■ **What is expected**
Where a line holds the word "only", copy that line from the data below.

(Records for this task)

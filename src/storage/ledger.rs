//! Durable Transfer Ledger Client
//!
//! Client for the external document store that tracks each transfer's
//! real-world status. The deposit tracker (out of process) creates a record
//! per bridge deposit; the relay moves it through
//! PENDING → SUBMITTED → COMPLETED (or FAILED).
//!
//! Status updates are compare-and-set: the store applies an update only when
//! the record's current status is in the caller-supplied expected set. That
//! is what makes the backlog reconciler safe to run concurrently with the
//! live pipeline.

use anyhow::{Context, Result};
use reqwest::{Client, StatusCode};
use serde::{Deserialize, Serialize};
use std::time::Duration;
use tracing::warn;

use crate::types::Intent;

// ============================================================================
// DATA STRUCTURES
// ============================================================================

/// Bridge status of a transfer record.
#[derive(Debug, Clone, Copy, PartialEq, Eq, Serialize, Deserialize)]
#[serde(rename_all = "UPPERCASE")]
pub enum BridgeStatus {
    /// Deposit observed, not yet relayed
    Pending,
    /// Relayed to the destination inbox
    Submitted,
    /// Finalized and minted on the destination
    Completed,
    /// Permanently failed; no automatic retry
    Failed,
}

/// One transfer record in the durable ledger.
///
/// The bridge fields (`srcChainId`, `dstChainId`, `token`, `recipient`,
/// `value`) are written by the deposit tracker at deposit time; they are
/// what lets the backlog reconciler rebuild the intent and recompute its
/// digest without the source chain.
#[derive(Debug, Clone, Serialize, Deserialize)]
pub struct TransferRecord {
    /// Document id (transaction identifier)
    pub id: String,
    /// Record type; the relay only touches "Bridge"
    #[serde(rename = "type")]
    pub record_type: String,
    /// Depositing account on the source chain
    #[serde(rename = "from_addr", default)]
    pub from_addr: String,
    /// Intent hash assigned by the source ledger (empty until committed)
    #[serde(rename = "intentHash", default)]
    pub intent_hash: String,
    /// Current bridge status
    #[serde(rename = "bridgeStatus")]
    pub bridge_status: BridgeStatus,
    /// Source chain ID
    #[serde(rename = "srcChainId", default)]
    pub src_chain_id: Option<u64>,
    /// Destination chain ID
    #[serde(rename = "dstChainId", default)]
    pub dst_chain_id: Option<u64>,
    /// Token address on the source chain
    #[serde(default)]
    pub token: Option<String>,
    /// Recipient on the destination chain
    #[serde(default)]
    pub recipient: Option<String>,
    /// Transfer amount, decimal string in the asset's smallest unit
    #[serde(default)]
    pub value: Option<String>,
    /// Relay transaction hash on the destination chain
    #[serde(rename = "relayTxHash", default)]
    pub relay_tx_hash: Option<String>,
    /// Unix timestamp of the last relay status change
    #[serde(rename = "relayedAt", default)]
    pub relayed_at: Option<u64>,
    /// Operator-facing note (errors, reclassification reasons)
    #[serde(default)]
    pub note: Option<String>,
}

impl TransferRecord {
    /// Rebuilds the intent this record tracks.
    ///
    /// Requires the bridge fields; a record without them cannot be
    /// resubmitted and the caller leaves it PENDING with a note. Nonce and
    /// expiry are not part of the attestation digest and are not stored in
    /// the ledger; expiry 0 means unknown and skips the local expiry check
    /// (the destination contract still enforces it).
    pub fn to_intent(&self) -> Result<Intent> {
        let missing = |field: &str| anyhow::anyhow!("record {} is missing {}", self.id, field);

        if self.intent_hash.is_empty() {
            return Err(missing("intentHash"));
        }
        let value = self.value.as_ref().ok_or_else(|| missing("value"))?;
        let amount: u128 = value
            .parse()
            .with_context(|| format!("record {} has unparseable value '{}'", self.id, value))?;

        Ok(Intent {
            user: self.from_addr.clone(),
            src_chain_id: self.src_chain_id.ok_or_else(|| missing("srcChainId"))?,
            dst_chain_id: self.dst_chain_id.ok_or_else(|| missing("dstChainId"))?,
            token: self.token.clone().ok_or_else(|| missing("token"))?,
            amount,
            recipient: self.recipient.clone().ok_or_else(|| missing("recipient"))?,
            nonce: 0,
            expiry: 0,
            intent_hash: self.intent_hash.clone(),
        })
    }
}

/// Compare-and-set status update for a transfer record.
#[derive(Debug, Clone, Serialize)]
pub struct StatusUpdate {
    /// Statuses the record may currently be in for the update to apply
    pub expect: Vec<BridgeStatus>,
    /// Status to set
    pub set: BridgeStatus,
    /// Relay transaction hash to attach, if any
    #[serde(rename = "relayTxHash", skip_serializing_if = "Option::is_none")]
    pub relay_tx_hash: Option<String>,
    /// Note to attach, if any
    #[serde(skip_serializing_if = "Option::is_none")]
    pub note: Option<String>,
    /// Unix timestamp of this update
    #[serde(rename = "relayedAt")]
    pub relayed_at: u64,
}

impl StatusUpdate {
    /// Builds an update stamped with the current time.
    pub fn new(expect: Vec<BridgeStatus>, set: BridgeStatus) -> Self {
        Self {
            expect,
            set,
            relay_tx_hash: None,
            note: None,
            relayed_at: chrono::Utc::now().timestamp() as u64,
        }
    }

    /// Attaches a relay transaction hash.
    pub fn with_tx_hash(mut self, tx_hash: &str) -> Self {
        self.relay_tx_hash = Some(tx_hash.to_string());
        self
    }

    /// Attaches an operator-facing note.
    pub fn with_note(mut self, note: &str) -> Self {
        self.note = Some(note.to_string());
        self
    }
}

// ============================================================================
// LEDGER CLIENT IMPLEMENTATION
// ============================================================================

/// Client for the durable ledger's REST API.
pub struct LedgerClient {
    /// HTTP client for making requests
    client: Client,
    /// Base URL of the document store
    base_url: String,
}

impl LedgerClient {
    /// Creates a new ledger client.
    pub fn new(base_url: &str) -> Result<Self> {
        let client = Client::builder()
            .timeout(Duration::from_secs(30))
            .build()
            .context("Failed to create HTTP client")?;

        Ok(Self {
            client,
            base_url: base_url.trim_end_matches('/').to_string(),
        })
    }

    /// Queries all Bridge records stuck in PENDING.
    pub async fn pending_bridge_records(&self) -> Result<Vec<TransferRecord>> {
        let url = format!(
            "{}/records?type=Bridge&bridgeStatus=PENDING",
            self.base_url
        );
        let response = self
            .client
            .get(&url)
            .send()
            .await
            .context("Failed to query pending bridge records")?
            .error_for_status()
            .context("Ledger rejected pending-records query")?;

        response
            .json()
            .await
            .context("Failed to parse pending bridge records")
    }

    /// Queries records by intent hash.
    pub async fn records_by_intent_hash(&self, intent_hash: &str) -> Result<Vec<TransferRecord>> {
        let url = format!("{}/records?intentHash={}", self.base_url, intent_hash);
        let response = self
            .client
            .get(&url)
            .send()
            .await
            .context("Failed to query records by intent hash")?
            .error_for_status()
            .context("Ledger rejected intent-hash query")?;

        response
            .json()
            .await
            .context("Failed to parse records by intent hash")
    }

    /// Durable dedup check: whether any record for this intent hash has
    /// already moved past PENDING.
    pub async fn is_intent_processed(&self, intent_hash: &str) -> Result<bool> {
        let records = self.records_by_intent_hash(intent_hash).await?;
        Ok(records.iter().any(|r| {
            matches!(
                r.bridge_status,
                BridgeStatus::Submitted | BridgeStatus::Completed
            )
        }))
    }

    /// Applies a compare-and-set status update to one record.
    ///
    /// # Returns
    ///
    /// * `Ok(true)` - Update applied
    /// * `Ok(false)` - CAS conflict: the record's status was not in `expect`
    /// * `Err(anyhow::Error)` - Transport or store failure
    pub async fn update_status(&self, record_id: &str, update: &StatusUpdate) -> Result<bool> {
        let url = format!("{}/records/{}/status", self.base_url, record_id);
        let response = self
            .client
            .post(&url)
            .json(update)
            .send()
            .await
            .with_context(|| format!("Failed to update status of record {}", record_id))?;

        match response.status() {
            StatusCode::CONFLICT => Ok(false),
            status if status.is_success() => Ok(true),
            status => Err(anyhow::anyhow!(
                "Ledger rejected status update for record {}: {}",
                record_id,
                status
            )),
        }
    }

    /// Applies a status update to every record tracking an intent hash.
    ///
    /// Used by the submitter and finalizer, which know the intent hash but
    /// not the document id. CAS conflicts are logged and skipped; a transfer
    /// that already advanced does not need this update.
    pub async fn update_by_intent_hash(
        &self,
        intent_hash: &str,
        update: &StatusUpdate,
    ) -> Result<()> {
        let records = self.records_by_intent_hash(intent_hash).await?;
        if records.is_empty() {
            warn!(
                "No ledger record found for intent {}; status {:?} not recorded",
                intent_hash, update.set
            );
            return Ok(());
        }

        for record in records {
            if !self.update_status(&record.id, update).await? {
                warn!(
                    "CAS conflict updating record {} (intent {}) to {:?}",
                    record.id, intent_hash, update.set
                );
            }
        }
        Ok(())
    }
}

// ============================================================================
// TESTS
// ============================================================================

(End Records for this task)

■ **Answer to this exercise**
//! Status updates are compare-and-set: the store applies an update only when
    /// Record type; the relay only touches "Bridge"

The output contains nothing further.